In July and August 1662 Sanderson visited his extensive diocese.14 He rallied clergy of ‘tender consciences who would have to face the implementation of the Act of Uniformity and cautioned them against reading the Presbyterian account of debates at the Savoy in which, he claimed, Richard Baxter had misrepresented his actions.15 After ‘Black Bartholomew’ day on 24 Aug. 1662, Sanderson reported to Sheldon his disgust at the ‘palpable hypocrisy’ of many Presbyterians in his diocese who were opposed to the settlement but were prepared to conform for financial gain.16 He offered preferments as an incentive to conformity in those he believed genuinely troubled in conscience, but on the point of episcopal ordination he was intransigent, as Samuel Wilson, who had been a public preacher at Lincoln Cathedral for a decade and who had himself conducted ordinations, found to his cost.17

Sanderson died at Buckden on 29 Jan. 1663 at the age of 76. He left his wife of more than 40 years so ‘slenderly provided for’ that she was forced to petition the king for a grant, on account of her husband’s ‘sufferings during the rebellion’, his rebuilding expenses and his short time in the bishopric.18 In his brief time as bishop of Lincoln he had spent more than £4,000 on augmentations, refurbishments and charitable projects.19 In April 1663, Humphrey Henchman, of Salisbury, claimed that Sanderson had been ‘an excellent preacher ... judicious casuist, and a very great glory to the Church of England’.20 Richard Baxter formed a rather different opinion, describing Sanderson as ‘a very worthy man, but for that great peevishness, which injuries, partiality, temperature and age had caused in him’.21 Sanderson’s final request was to be buried quietly in Buckden parish church, attended only by his parishioners.

B.A.

  • 1 I. Walton, Life of Dr.

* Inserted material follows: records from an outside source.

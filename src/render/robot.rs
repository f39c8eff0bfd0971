//! Robot-mode output (JSON and Markdown).
//!
//! JSON is wrapped in the [`RobotOutput`] envelope so consumers can check
//! `schemaVersion` before reading `data`.

use serde::Serialize;

use crate::core::models::{ExtractReport, ExtractionOutcome, Inspection, RobotOutput, StrategyChain};
use crate::error::Result;

/// Render any value as JSON.
pub fn render_json<T: Serialize>(output: &T) -> Result<String> {
    Ok(serde_json::to_string(output)?)
}

/// Render any value as pretty JSON.
pub fn render_json_pretty<T: Serialize>(output: &T) -> Result<String> {
    Ok(serde_json::to_string_pretty(output)?)
}

/// Wrap `data` in the envelope for `command` and serialize it.
pub fn render_envelope<T: Serialize>(
    command: &str,
    data: T,
    errors: Vec<String>,
    pretty: bool,
) -> Result<String> {
    let output = RobotOutput::with_errors(command, data, errors);
    if pretty {
        render_json_pretty(&output)
    } else {
        render_json(&output)
    }
}

/// Render extraction results as Markdown.
pub fn render_extractions_md(reports: &[ExtractReport], errors: &[String]) -> Result<String> {
    let mut output = String::new();

    for report in reports {
        match &report.result {
            ExtractionOutcome::Completed(extraction) => {
                let profile = &extraction.profile;
                output.push_str(&format!("## {} ({})\n", report.account, profile.source));
                output.push_str(&format!("- username: {}\n", profile.username));
                output.push_str(&format!("- password: {}\n", profile.password));
                output.push_str(&format!("- plan: {}\n", profile.plan_tier.as_str()));
                output.push_str(&format!("- status: {}\n", profile.status.as_str()));
                if let Some(expires) = profile.expires_at {
                    output.push_str(&format!("- expires: {}\n", expires.format("%Y-%m-%d")));
                }
                if let Some(limit) = profile.device_limit {
                    output.push_str(&format!("- device_limit: {limit}\n"));
                }
                if !profile.bouquets.is_empty() {
                    output.push_str(&format!("- bouquets: {}\n", profile.bouquets.join(", ")));
                }
                output.push_str(&format!("- summary: {}\n", profile.observation_summary));
                output.push_str(&format!("- attempts: {}\n", extraction.attempts.len()));
            }
            ExtractionOutcome::Cancelled { attempts, .. } => {
                output.push_str(&format!("## {} (cancelled)\n", report.account));
                output.push_str(&format!("- attempts: {}\n", attempts.len()));
            }
        }
        output.push('\n');
    }

    if !errors.is_empty() {
        output.push_str("## Errors\n");
        for error in errors {
            output.push_str(&format!("- {error}\n"));
        }
    }

    Ok(output)
}

/// Render parsed credentials as Markdown.
pub fn render_inspection_md(inspection: &Inspection) -> Result<String> {
    let mut output = String::new();
    output.push_str(&format!("## {}\n", inspection.host));
    output.push_str(&format!("- scheme: {}\n", inspection.scheme));
    output.push_str(&format!("- username: {}\n", inspection.username));
    output.push_str(&format!("- password: {}\n", inspection.password));
    output.push_str(&format!("- endpoint: {}\n", inspection.endpoint));
    Ok(output)
}

/// Render the strategy order as a Markdown list.
pub fn render_strategy_chain_md(chain: &StrategyChain) -> Result<String> {
    let mut output = String::from("## Fetch strategies\n");
    output.push_str(&format!("0. direct ({})\n", chain.direct_policy));
    for (i, proxy) in chain.proxies.iter().enumerate() {
        output.push_str(&format!("{}. {} `{}`\n", i + 1, proxy.name, proxy.template));
    }
    output.push_str(&format!("\n- timeout_seconds: {}\n", chain.timeout_seconds));
    output.push_str(&format!("- fetch_bouquets: {}\n", chain.fetch_bouquets));
    output.push_str(&format!("- config: {}\n", chain.config_path));
    Ok(output)
}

Robert Sanderson (1678), unpag. [8].
  • 2 Walton, [31].
  • 3 TNA, PROB 11/310.
  • 4 Bodl. Tanner 282, f. 35.
  • 5 Walton, [37]; JBS, xxvii. 93-94.
  • 6 Walton, [15, 44-45, 62]; Tanner 52, f. 172; Tanner 53, f. 230; Add. 4253, ff. 159-62.

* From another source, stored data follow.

impl ResolvedConfig {
    /// Resolve final configuration from CLI args, environment variables, and config file.
    ///
    /// # Errors
    ///
    /// Returns an error if the config file exists but is invalid, or any
    /// flag or env value is out of range.
    pub fn resolve(cli: &Cli, transport: Option<&TransportArgs>) -> Result<Self> {
        let config_path = Self::config_path();
        let config = Config::load_from(&config_path)?;
        config.validate()?;

        let mut sources = ConfigSources::default();

        let format = Self::resolve_format(cli, &config, &mut sources.format)?;
        let timeout = Self::resolve_timeout(transport, &config, &mut sources.timeout)?;
        let direct_policy = Self::resolve_direct(transport, &config, &mut sources.direct_policy)?;
        let proxies = Self::resolve_proxies(transport, &config, &mut sources.proxies)?;
        let fetch_bouquets =
            Self::resolve_fetch_bouquets(transport, &config, &mut sources.fetch_bouquets);
        let no_color = Self::resolve_no_color(cli, &config, &mut sources.no_color);
        let pretty = Self::resolve_pretty(cli, &config, &mut sources.pretty);

        Ok(Self {
            format,
            timeout,
            direct_policy,
            proxies,
            fetch_bouquets,
            no_color,
            pretty,
            log_level: config.general.log_level,
            config_path,
            sources,
        })
    }

    /// Extraction settings derived from this configuration.
    #[must_use]
    pub fn extractor_config(&self) -> ExtractorConfig {
        ExtractorConfig {
            attempt_timeout: self.timeout,
            plan: FetchPlan::new(self.direct_policy, self.proxies.clone()),
            fetch_bouquets: self.fetch_bouquets,
        }
    }

    /// Config file location, respecting the `M3UI_CONFIG` override.
    fn config_path() -> PathBuf {
        std::env::var(ENV_CONFIG)
            .ok()
            .filter(|p| !p.trim().is_empty())
            .map_or_else(Config::config_path, PathBuf::from)
    }

    /// Resolve output format setting.
    fn resolve_format(
        cli: &Cli,
        config: &Config,
        source: &mut ConfigSource,
    ) -> Result<OutputFormat> {
        // 1. CLI --json flag (shorthand)
        if cli.json {
            *source = ConfigSource::Cli;
            return Ok(OutputFormat::Json);
        }

        // clap fills in "human" when --format is absent, so only a
        // non-default value counts as explicit.
        if cli.format != OutputFormat::Human {
            *source = ConfigSource::Cli;
            return Ok(cli.format);
        }

        // 2. Environment variable
        if let Some(format_env) = env_value(ENV_FORMAT) {
            *source = ConfigSource::Env;
            return Self::parse_format(&format_env);
        }

        // 3. Config file
        if let Some(ref format_str) = config.output.format {
            *source = ConfigSource::ConfigFile;
            return Self::parse_format(format_str);
        }

        // 4. Default
        *source = ConfigSource::Default;
        Ok(OutputFormat::Human)
    }

    /// Parse a format string into `OutputFormat`.
    fn parse_format(s: &str) -> Result<OutputFormat> {
        match s.trim().to_lowercase().as_str() {
            "human" => Ok(OutputFormat::Human),
            "json" => Ok(OutputFormat::Json),
            "md" | "markdown" => Ok(OutputFormat::Md),
            _ => Err(M3uiError::Config(format!(
                "Invalid format '{s}'. Valid formats: human, json, md"
            ))),
        }
    }

    fn resolve_timeout(
        transport: Option<&TransportArgs>,
        config: &Config,
        source: &mut ConfigSource,
    ) -> Result<Duration> {
        if let Some(seconds) = transport.and_then(|t| t.timeout) {
            *source = ConfigSource::Cli;
            return check_timeout("--timeout", seconds).map(Duration::from_secs);
        }

        if let Some(raw) = env_value(ENV_TIMEOUT) {
            *source = ConfigSource::Env;
            let seconds = raw.parse::<u64>().map_err(|_| M3uiError::ConfigInvalid {
                key: ENV_TIMEOUT.to_string(),
                value: raw.clone(),
                message: "expected a whole number of seconds".to_string(),
            })?;
            return check_timeout(ENV_TIMEOUT, seconds).map(Duration::from_secs);
        }

        *source = if config.general.timeout_seconds == GeneralConfig::default().timeout_seconds {
            ConfigSource::Default
        } else {
            ConfigSource::ConfigFile
        };
        Ok(Duration::from_secs(config.general.timeout_seconds))
    }

    fn resolve_direct(
        transport: Option<&TransportArgs>,
        config: &Config,
        source: &mut ConfigSource,
    ) -> Result<DirectPolicy> {
        if let Some(raw) = transport.and_then(|t| t.direct.as_deref()) {
            *source = ConfigSource::Cli;
            return parse_direct("--direct", raw);
        }

        if let Some(raw) = env_value(ENV_DIRECT) {
            *source = ConfigSource::Env;
            return parse_direct(ENV_DIRECT, &raw);
        }

        *source = if config.transport.direct == DirectPolicy::default() {
            ConfigSource::Default
        } else {
            ConfigSource::ConfigFile
        };
        Ok(config.transport.direct)
    }

    /// CLI `--proxy` values replace the configured list; an empty config
    /// list means the built-in relays.
    fn resolve_proxies(
        transport: Option<&TransportArgs>,
        config: &Config,
        source: &mut ConfigSource,
    ) -> Result<Vec<ProxyDescriptor>> {
        if let Some(args) = transport.filter(|t| !t.proxies.is_empty()) {
            *source = ConfigSource::Cli;
            let proxies = args
                .proxies
                .iter()
                .map(|arg| ProxyDescriptor::from_arg(arg))
                .collect::<Result<Vec<_>>>()?;
            check_unique_names(&proxies)?;
            return Ok(proxies);
        }

        if !config.proxies.is_empty() {
            *source = ConfigSource::ConfigFile;
            return Ok(config.proxies.clone());
        }

        *source = ConfigSource::Default;
        Ok(default_proxies())
    }

    fn resolve_fetch_bouquets(
        transport: Option<&TransportArgs>,
        config: &Config,
        source: &mut ConfigSource,
    ) -> bool {
        if transport.is_some_and(|t| t.no_bouquets) {
            *source = ConfigSource::Cli;
            return false;
        }

        if is_env_truthy(ENV_NO_BOUQUETS) {
            *source = ConfigSource::Env;
            return false;
        }

        if !config.transport.fetch_bouquets {
            *source = ConfigSource::ConfigFile;
            return false;
        }

        *source = ConfigSource::Default;
        true
    }

    /// Resolve `no_color` setting.
    fn resolve_no_color(cli: &Cli, config: &Config, source: &mut ConfigSource) -> bool {
        // 1. CLI --no-color flag
        if cli.no_color {
            *source = ConfigSource::Cli;
            return true;
        }

        // 2. Environment variable (M3UI_NO_COLOR or standard NO_COLOR)
        if is_env_truthy(ENV_NO_COLOR) || std::env::var_os(ENV_NO_COLOR_STD).is_some() {
            *source = ConfigSource::Env;
            return true;
        }

        // 3. Config file (inverted: config.output.color = false means no_color = true)
        if !config.output.color {
            *source = ConfigSource::ConfigFile;
            return true;
        }

        *source = ConfigSource::Default;
        false
    }

    fn resolve_pretty(cli: &Cli, config: &Config, source: &mut ConfigSource) -> bool {
        if cli.pretty {
            *source = ConfigSource::Cli;
            return true;
        }

        if is_env_truthy(ENV_PRETTY) {
            *source = ConfigSource::Env;
            return true;
        }

        if config.output.pretty {
            *source = ConfigSource::ConfigFile;
            return true;
        }

        *source = ConfigSource::Default;
        false
    }
}
//! Platform locations for the config file.

use directories::ProjectDirs;
use std::path::PathBuf;

/// File name of the TOML config inside the config directory.
pub const CONFIG_FILE_NAME: &str = "config.toml";

/// Application paths.
#[derive(Debug, Clone)]
pub struct AppPaths {
    /// Configuration directory.
    pub config: PathBuf,
}

impl AppPaths {
    /// Resolve the per-user config directory for m3ui.
    ///
    /// Falls back to `./.m3ui` when no home directory can be determined.
    #[must_use]
    pub fn new() -> Self {
        let config = ProjectDirs::from("dev", "m3ui", "m3ui").map_or_else(
            || PathBuf::from(".m3ui"),
            |dirs| dirs.config_dir().to_path_buf(),
        );
        Self { config }
    }

    /// Default location of `config.toml`.
    #[must_use]
    pub fn config_file(&self) -> PathBuf {
        self.config.join(CONFIG_FILE_NAME)
    }
}

impl Default for AppPaths {
    fn default() -> Self {
        Self::new()
    }
}
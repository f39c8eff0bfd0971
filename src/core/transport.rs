//! Network seam and response classification.
//!
//! A [`Transport`] performs one GET and reports status + body; the functions
//! here turn that into the pipeline's [`RawResult`]. Keeping classification
//! out of the transport lets tests script responses without a socket.

use async_trait::async_trait;
use serde_json::Value;

use super::fetch_plan::AttemptFailure;

/// Status and body of a completed HTTP exchange.
#[derive(Debug, Clone, PartialEq, Eq)]
pub struct TransportResponse {
    pub status: u16,
    pub body: String,
}

impl TransportResponse {
    #[must_use]
    pub fn new(status: u16, body: impl Into<String>) -> Self {
        Self {
            status,
            body: body.into(),
        }
    }

    #[must_use]
    pub const fn is_success(&self) -> bool {
        self.status >= 200 && self.status < 300
    }
}

/// Performs a single GET request.
///
/// `Err` carries a human-readable reason for connection-level failures
/// (DNS, refused, TLS, timeout); any HTTP status is an `Ok`.
#[async_trait]
pub trait Transport: Send + Sync {
    async fn get(&self, url: &str) -> Result<TransportResponse, String>;
}

/// Parsed provider body or the reason there is none.
pub type RawResult = Result<Value, AttemptFailure>;

/// Classify an account introspection response.
///
/// Success requires a 2xx status, a JSON body, and a non-null `user_info`
/// object in it.
#[must_use]
pub fn classify_account(response: Result<TransportResponse, String>) -> RawResult {
    let body = parse_json(response)?;
    match body.get("user_info") {
        Some(Value::Object(_)) => Ok(body),
        _ => Err(AttemptFailure::FieldMissing),
    }
}

/// Classify a category listing response; success requires a JSON array.
#[must_use]
pub fn classify_categories(response: Result<TransportResponse, String>) -> RawResult {
    let body = parse_json(response)?;
    if body.is_array() {
        Ok(body)
    } else {
        Err(AttemptFailure::FieldMissing)
    }
}

fn parse_json(response: Result<TransportResponse, String>) -> RawResult {
    let response = response.map_err(AttemptFailure::Network)?;
    if !response.is_success() {
        return Err(AttemptFailure::Http(response.status));
    }
    serde_json::from_str(response.body.trim_start_matches('\u{feff}'))
        .map_err(|_| AttemptFailure::MalformedResponse)
}
//! m3ui - IPTV playlist credential and account metadata extraction.
//!
//! Parses an Xtream-style playlist URL, queries the provider's account
//! endpoint directly or through CORS relay proxies, and normalizes the
//! answer into an [`core::AccountProfile`]. When nothing answers, a
//! simulated profile is returned instead of an error.

// Note: deny (not forbid) to allow #[allow(unsafe_code)] in test helpers for env var manipulation
#![deny(unsafe_code)]
#![warn(clippy::pedantic, clippy::nursery)]
#![allow(clippy::module_name_repetitions)]

pub mod cli;
pub mod core;
pub mod error;
pub mod render;
pub mod storage;
pub mod util;

/// Test utilities module - included in test builds or when test-utils feature is enabled.
#[cfg(any(test, feature = "test-utils"))]
pub mod test_utils;

pub use error::{ExitCode, ExtractError, M3uiError, Result};

#[cfg(any(test, feature = "test-utils"))]
pub use test_utils::*;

  • 7 C. Holmes, Seventeenth-Century Lincs, 22-27, 52; Walton, [10, 26, 38, 47, 87-89].
  • 8 R. Sanderson, Fourteen Sermons Heretofore Preached (1657), unpag. [6].
  • 9 Add. 10116, f. 131.
  • 10 Reliquiae Baxterianae, i. 362.
  • 11 Cardwell, 370.
  • 12 Rawdon Pprs. 136-8.
  • 13 R. Sanderson, Works, vi. 337.
  • 14 Bodl. ms Eng. Lett. c.210, f. 73; Tanner 48, f. 21.
  • 15 Kennett, Register and Chronicle, i. 525.
  • 16 Bodl. Clarendon 77, ff. 157-8.
  • 17 Tanner 49, f. 143.
  • 18 CSP Dom. 1663-4, p. 34.
  • 19 Tanner 130, f. 66.
  • 20 CSP Dom. 1663-4, p. 101.
  • 21 Reliquiae Baxterianae, i. 362.